(Stored items)
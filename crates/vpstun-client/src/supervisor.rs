//! Supervisor / reconnect loop
//!
//! ```text
//! Initializing -> BridgesUp -> SessionRunning <-> ReconnectWait
//!        \             \              \               /
//!         +-------------+--------------+-> ShuttingDown
//! ```
//!
//! Bridges are built and probed once. Sessions are relaunched over the same
//! bridges until the cancellation token fires; startup failures end the run.

use std::path::PathBuf;
use tokio::sync::watch;
use tokio_util::sync::CancellationToken;
use tracing::{debug, error, info, warn};
use vpstun_bridge::{LocalBridgeManager, LocalBridgeOptions, SshSessionBuilder};
use vpstun_process::{require_binary, wait_until_listening, ProcessRegistry};
use vpstun_proto::TunnelConfig;

use crate::error::SupervisorError;
use crate::reconnect::ReconnectManager;
use crate::session::{SessionExit, SessionLauncher};

/// Observable supervisor state
#[derive(Debug, Clone, Copy, PartialEq, Eq)]
pub enum SupervisorState {
    Initializing,
    BridgesUp,
    SessionRunning { attempt: usize },
    ReconnectWait { attempt: usize },
    ShuttingDown,
}

/// Summary of a finished run
#[derive(Debug, Clone, Default, PartialEq, Eq)]
pub struct SupervisorReport {
    /// Number of SSH sessions started
    pub session_launches: usize,
}

/// Owns the local bridges and the session loop
pub struct Supervisor<L> {
    config: TunnelConfig,
    launcher: L,
    state_tx: watch::Sender<SupervisorState>,
}

impl<L: SessionLauncher> Supervisor<L> {
    pub fn new(config: TunnelConfig, launcher: L) -> Self {
        let (state_tx, _) = watch::channel(SupervisorState::Initializing);
        Self {
            config,
            launcher,
            state_tx,
        }
    }

    pub fn state_receiver(&self) -> watch::Receiver<SupervisorState> {
        self.state_tx.subscribe()
    }

    pub fn state(&self) -> SupervisorState {
        *self.state_tx.borrow()
    }

    /// Run until `cancel` fires or startup fails
    ///
    /// Every process started along the way is stopped before this returns,
    /// on success and on error alike.
    pub async fn run(
        &mut self,
        cancel: CancellationToken,
    ) -> Result<SupervisorReport, SupervisorError> {
        let mut registry = ProcessRegistry::new();
        let mut report = SupervisorReport::default();

        let result = self.supervise(&mut registry, &mut report, &cancel).await;

        self.set_state(SupervisorState::ShuttingDown);
        registry.stop_all(self.config.stop_grace()).await;

        match &result {
            Ok(()) => info!(
                "Shutdown complete after {} session(s)",
                report.session_launches
            ),
            Err(e) => error!("Supervisor stopped: {}", e),
        }

        result.map(|()| report)
    }

    async fn supervise(
        &mut self,
        registry: &mut ProcessRegistry,
        report: &mut SupervisorReport,
        cancel: &CancellationToken,
    ) -> Result<(), SupervisorError> {
        self.set_state(SupervisorState::Initializing);

        let ssh_binary = require_binary(&self.config.ssh_binary)?;
        let relay_binary = self.required_relay()?;

        if let Some(relay_binary) = relay_binary {
            let mut options = LocalBridgeOptions::from_config(&self.config);
            options.relay_binary = relay_binary;
            LocalBridgeManager::new(options)
                .start(&self.config.udp_forwards, registry)
                .await?;
        }
        self.set_state(SupervisorState::BridgesUp);

        if !self.probe_bridges(cancel).await? {
            return Ok(());
        }

        let command = SshSessionBuilder::from_config(&self.config)
            .program(ssh_binary)
            .build();
        let mut reconnect = ReconnectManager::new(self.config.reconnect_delay());

        info!(
            "Tunnel to {}: {} TCP forward(s), {} UDP forward(s)",
            command.target,
            self.config.tcp_forwards.len(),
            self.config.udp_forwards.len()
        );

        while !cancel.is_cancelled() {
            let dead = registry.dead_tags();
            if !dead.is_empty() {
                warn!("Local relay(s) no longer running: {}", dead.join(", "));
            }

            report.session_launches += 1;
            self.set_state(SupervisorState::SessionRunning {
                attempt: report.session_launches,
            });

            match self.launcher.run_session(&command, cancel).await {
                Ok(SessionExit::Cancelled) => break,
                Ok(SessionExit::Ended) => info!("SSH session ended"),
                Err(e) if e.is_recoverable() => warn!("SSH session failed: {}", e),
                Err(e) => error!("SSH session failed: {}", e),
            }

            if cancel.is_cancelled() {
                break;
            }

            self.set_state(SupervisorState::ReconnectWait {
                attempt: reconnect.attempt() + 1,
            });
            info!("Reconnecting in {:?}", reconnect.delay());
            if reconnect.wait(cancel).await.is_err() {
                break;
            }
        }

        Ok(())
    }

    /// The relay is only needed when there is something to bridge
    fn required_relay(&self) -> Result<Option<PathBuf>, SupervisorError> {
        if self.config.udp_forwards.is_empty() {
            return Ok(None);
        }
        Ok(Some(require_binary(&self.config.relay_binary)?))
    }

    /// Probe every wrap port; `Ok(false)` means cancelled mid-probe
    async fn probe_bridges(&self, cancel: &CancellationToken) -> Result<bool, SupervisorError> {
        let max_wait = self.config.health_check_timeout();

        for forward in &self.config.udp_forwards {
            let probe = tokio::select! {
                result = wait_until_listening(forward.wrap_tcp_port, max_wait) => Some(result),
                _ = cancel.cancelled() => None,
            };

            match probe {
                Some(Ok(())) => info!(
                    port = forward.wrap_tcp_port,
                    "Bridge {} is listening",
                    forward.tag()
                ),
                Some(Err(e)) => return Err(SupervisorError::BridgeHealth(e)),
                None => return Ok(false),
            }
        }

        Ok(true)
    }

    fn set_state(&self, state: SupervisorState) {
        let previous = self.state_tx.send_replace(state);
        if previous != state {
            debug!("Supervisor state: {:?} -> {:?}", previous, state);
        }
    }
}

Work task:
The number of lines above containing the word "PartialEq" is all that should be returned.

Result for this exercise:
2